Workers feel unprepared for digital future
Rachel Muller-Heyndyk, May 18, 2018
Businesses, the government and educational institutions should work together to ensure employees have the right skills
A third (37%) of UK workers fear they won't be able to get a job in the future if they don't acquire further skills to keep up with technology, new research has revealed.
The research, conducted by YouGov on behalf of Salesforce UK, found that workers, jobseekers and students are concerned about the risk technology poses to their job prospects.
More than half (54%) of those in work, full-time education or seeking employment in the 18- to 24-year-old age bracket cited concern that they won’t be able to get a future job if they don’t develop new technical skills, with the figure rising to 60% among full-time students.
Concern was also high among those who have reached high levels of education. Almost half (48%) of adults with a Masters degree or PhD believe this to be a risk, followed by undergraduate (Bachelors degree) students at 43%.
Despite these concerns, up to 63% of employees said they feel the development of technological skills would benefit their companies' overall efficiency. Of the groups surveyed, 18- to 24-year-olds were most likely to believe technology skills could improve their organisations, with 69% stating they could help, compared with just 53% of respondents aged 55 and above.
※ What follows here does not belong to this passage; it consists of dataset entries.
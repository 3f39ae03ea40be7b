use anyhow::{Context, Result};
use serde::{Deserialize, Serialize};

/// Pseudo-language offered as a source option only.
pub const AUTO_DETECT: &str = "auto";
pub const AUTO_DETECT_NAME: &str = "Detect Language";
pub const ENGLISH: &str = "en";

#[derive(Debug, Clone, PartialEq, Eq, Serialize, Deserialize)]
pub struct Language {
    pub code: String,
    pub name: String,
}

#[derive(Debug, Clone)]
pub struct LanguageCatalog {
    languages: Vec<Language>,
}

impl LanguageCatalog {
    pub fn load() -> Result<Self> {
        let raw = include_str!("catalog.json");
        let parsed: CatalogFile =
            serde_json::from_str(raw).with_context(|| "failed to parse language catalog")?;
        Ok(Self::from_languages(parsed.languages))
    }

    pub fn from_languages(languages: Vec<Language>) -> Self {
        let languages = languages
            .into_iter()
            .map(|language| Language {
                code: normalize_code(&language.code),
                name: language.name.trim().to_string(),
            })
            .collect();
        Self { languages }
    }

    pub fn languages(&self) -> &[Language] {
        &self.languages
    }

    pub fn contains(&self, code: &str) -> bool {
        self.get(code).is_some()
    }

    pub fn get(&self, code: &str) -> Option<&Language> {
        let code = normalize_code(code);
        self.languages.iter().find(|language| language.code == code)
    }

    pub fn name(&self, code: &str) -> Option<&str> {
        self.get(code).map(|language| language.name.as_str())
    }

    /// Name shown to the user, including the detect sentinel.
    pub fn display_name(&self, code: &str) -> String {
        if is_auto(code) {
            return AUTO_DETECT_NAME.to_string();
        }
        self.name(code)
            .map(str::to_string)
            .unwrap_or_else(|| normalize_code(code))
    }

    /// Matches an English language name as returned by the model.
    pub fn find_by_name(&self, name: &str) -> Option<&Language> {
        let wanted = name.trim().trim_end_matches('.').trim().to_lowercase();
        if wanted.is_empty() {
            return None;
        }
        self.languages
            .iter()
            .find(|language| language.name.to_lowercase() == wanted)
    }

    pub fn source_options(&self) -> Vec<Language> {
        let mut options = Vec::with_capacity(self.languages.len() + 1);
        options.push(Language {
            code: AUTO_DETECT.to_string(),
            name: AUTO_DETECT_NAME.to_string(),
        });
        options.extend(self.languages.iter().cloned());
        options
    }

    pub fn target_options(&self, source: &str) -> Vec<Language> {
        let source = normalize_code(source);
        self.languages
            .iter()
            .filter(|language| language.code != source)
            .cloned()
            .collect()
    }

    /// Target to use when `source` would collide with the current target:
    /// English when possible, otherwise the first other catalog entry.
    pub fn fallback_target(&self, source: &str) -> Option<&Language> {
        let source = normalize_code(source);
        if source != ENGLISH
            && let Some(english) = self.get(ENGLISH)
        {
            return Some(english);
        }
        self.languages
            .iter()
            .find(|language| language.code != source)
    }
}

pub fn is_auto(code: &str) -> bool {
    code.trim().eq_ignore_ascii_case(AUTO_DETECT)
}

pub(crate) fn normalize_code(code: &str) -> String {
    code.trim().to_lowercase()
}

#[derive(Debug, Deserialize)]
struct CatalogFile {
    languages: Vec<Language>,
}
However, the research found that employees felt these skills were not being adequately taught through traditional education or in the workplace. It revealed 32% of middle managers were never taught technology or digital skills while in full-time education, and 27% of UK workers didn’t believe that the opportunities currently offered by employers were adequate to keep their skills up to date throughout their working lives.
Andrew Lawson, EVP and general manager UK and Ireland at Salesforce, said that businesses, policymakers and educators must work together to make sure people are equipped with the right technical skills.
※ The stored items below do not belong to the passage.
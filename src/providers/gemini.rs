use anyhow::anyhow;
use base64::Engine;
use base64::engine::general_purpose::STANDARD as BASE64;
use serde::Deserialize;
use serde_json::{Value, json};

use super::{
    Message, MessagePart, MessageRole, Provider, ProviderFuture, ProviderResponse, ProviderUsage,
};
use crate::data::ImageAttachment;

const BASE_URL: &str = "https://generativelanguage.googleapis.com/v1beta/models";
pub(crate) const DEFAULT_MODEL: &str = "gemini-2.5-flash";

#[derive(Debug, Clone)]
pub struct Gemini {
    key: String,
    model: String,
    client: reqwest::Client,
    messages: Vec<Message>,
}

impl Gemini {
    /// Fails when the credential is blank so a gateway can never be built
    /// without one.
    pub fn new(key: impl Into<String>) -> anyhow::Result<Self> {
        let key = key.into();
        if key.trim().is_empty() {
            return Err(anyhow!("Gemini API key is empty"));
        }
        Ok(Self {
            key,
            model: DEFAULT_MODEL.to_string(),
            client: reqwest::Client::new(),
            messages: Vec::new(),
        })
    }

    pub fn with_model(mut self, model: impl Into<String>) -> Self {
        let model = model.into();
        if !model.trim().is_empty() {
            self.model = model.trim().to_string();
        }
        self
    }

    fn request_body(messages: Vec<Message>) -> Value {
        let (system_inputs, user_inputs): (Vec<Message>, Vec<Message>) = messages
            .into_iter()
            .partition(|message| matches!(message.role, MessageRole::System));

        let system_instruction = system_inputs
            .into_iter()
            .flat_map(|message| message.parts)
            .filter_map(|part| match part {
                MessagePart::Text(text) => Some(text),
                MessagePart::Data(_) => None,
            })
            .collect::<Vec<_>>()
            .join("\n\n");

        // Gemini expects a single user turn; every part goes into it.
        let parts = user_inputs
            .into_iter()
            .flat_map(|message| message.parts)
            .map(|part| match part {
                MessagePart::Text(text) => json!({"text": text}),
                MessagePart::Data(data) => json!({
                    "inline_data": {
                        "mime_type": data.mime,
                        "data": BASE64.encode(&data.bytes)
                    }
                }),
            })
            .collect::<Vec<_>>();

        let mut body = json!({
            "contents": [
                {
                    "role": "user",
                    "parts": parts
                }
            ]
        });
        if !system_instruction.trim().is_empty() {
            body["systemInstruction"] = json!({"parts": [{"text": system_instruction}]});
        }
        body
    }
}

impl Provider for Gemini {
    fn model(&self) -> &str {
        &self.model
    }

    fn append_system_input(mut self, input: String) -> Self {
        self.messages.push(Message::system(input));
        self
    }

    fn append_user_input(mut self, input: String) -> Self {
        self.messages.push(Message::user(input));
        self
    }

    fn append_user_data(mut self, data: ImageAttachment) -> Self {
        self.messages.push(Message::user_data(data));
        self
    }

    fn generate(self) -> ProviderFuture {
        Box::pin(async move {
            let url = format!("{}/{}:generateContent", BASE_URL, self.model);
            let body = Self::request_body(self.messages);

            let response = self
                .client
                .post(&url)
                .header("x-goog-api-key", self.key.as_str())
                .json(&body)
                .send()
                .await?;

            let status = response.status();
            let text = response.text().await.unwrap_or_default();
            if status.is_success() {
                return extract_text_response(&text, &self.model);
            }
            Err(anyhow!(
                "Gemini API error ({}): {}",
                status,
                extract_gemini_error(&text).unwrap_or(text)
            ))
        })
    }
}

fn extract_text_response(
    text: &str,
    fallback_model: &str,
) -> Result<ProviderResponse, anyhow::Error> {
    let payload: GeminiResponse = serde_json::from_str(text)
        .map_err(|err| anyhow!("failed to parse Gemini response JSON: {}", err))?;
    let content = payload
        .candidates
        .first()
        .and_then(|candidate| candidate.content.as_ref())
        .ok_or_else(|| anyhow!("no candidate returned from Gemini"))?;

    let texts = content
        .parts
        .iter()
        .filter_map(|part| part.text.as_deref())
        .collect::<Vec<_>>();
    let model = payload
        .model_version
        .filter(|value| !value.trim().is_empty())
        .or_else(|| Some(fallback_model.to_string()));
    let usage = payload.usage_metadata.map(|usage| ProviderUsage {
        prompt_tokens: usage.prompt_token_count,
        completion_tokens: usage.candidates_token_count,
        total_tokens: usage.total_token_count,
    });
    Ok(ProviderResponse {
        text: texts.concat(),
        model,
        usage,
    })
}

fn extract_gemini_error(body: &str) -> Option<String> {
    #[derive(Deserialize)]
    struct ErrorBody {
        error: Option<GeminiError>,
    }

    #[derive(Deserialize)]
    struct GeminiError {
        message: Option<String>,
        status: Option<String>,
        code: Option<i32>,
    }

    let parsed: ErrorBody = serde_json::from_str(body).ok()?;
    let error = parsed.error?;
    let mut parts = Vec::new();
    if let Some(message) = error.message
        && !message.trim().is_empty()
    {
        parts.push(message);
    }
    if let Some(status) = error.status
        && !status.trim().is_empty()
    {
        parts.push(format!("status: {}", status));
    }
    if let Some(code) = error.code {
        parts.push(format!("code: {}", code));
    }
    if parts.is_empty() {
        Some("unknown error".to_string())
    } else {
        Some(parts.join(" | "))
    }
}

#[derive(Debug, Deserialize)]
struct GeminiResponse {
    #[serde(default)]
    candidates: Vec<GeminiCandidate>,
    #[serde(rename = "usageMetadata")]
    usage_metadata: Option<GeminiUsage>,
    #[serde(rename = "modelVersion")]
    model_version: Option<String>,
}

#[derive(Debug, Deserialize)]
struct GeminiUsage {
    #[serde(rename = "promptTokenCount")]
    prompt_token_count: Option<u64>,
    #[serde(rename = "candidatesTokenCount")]
    candidates_token_count: Option<u64>,
    #[serde(rename = "totalTokenCount")]
    total_token_count: Option<u64>,
}

#[derive(Debug, Deserialize)]
struct GeminiCandidate {
    content: Option<GeminiContent>,
}

#[derive(Debug, Deserialize)]
struct GeminiContent {
    #[serde(default)]
    parts: Vec<GeminiPart>,
}

#[derive(Debug, Deserialize)]
struct GeminiPart {
    text: Option<String>,
}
"Businesses, the government and education institutions have a combined responsibility to help employees mitigate the risks and realise the benefits that come with the fourth Industrial Revolution. This requires a fundamental transformation of what we consider to be ‘education’,” he said.
“Shifting to a model of continuous lifelong learning is essential when the pace of technological advancements is rapidly increasing. Employers can play their part by recognising other forms of learning and experience equally, alongside more traditional paths, and support their staff to embrace ongoing training and education.
“This way businesses can ensure that fair opportunities are provided to people across the UK, while building a diverse team that is best placed to support the workplace of the future.”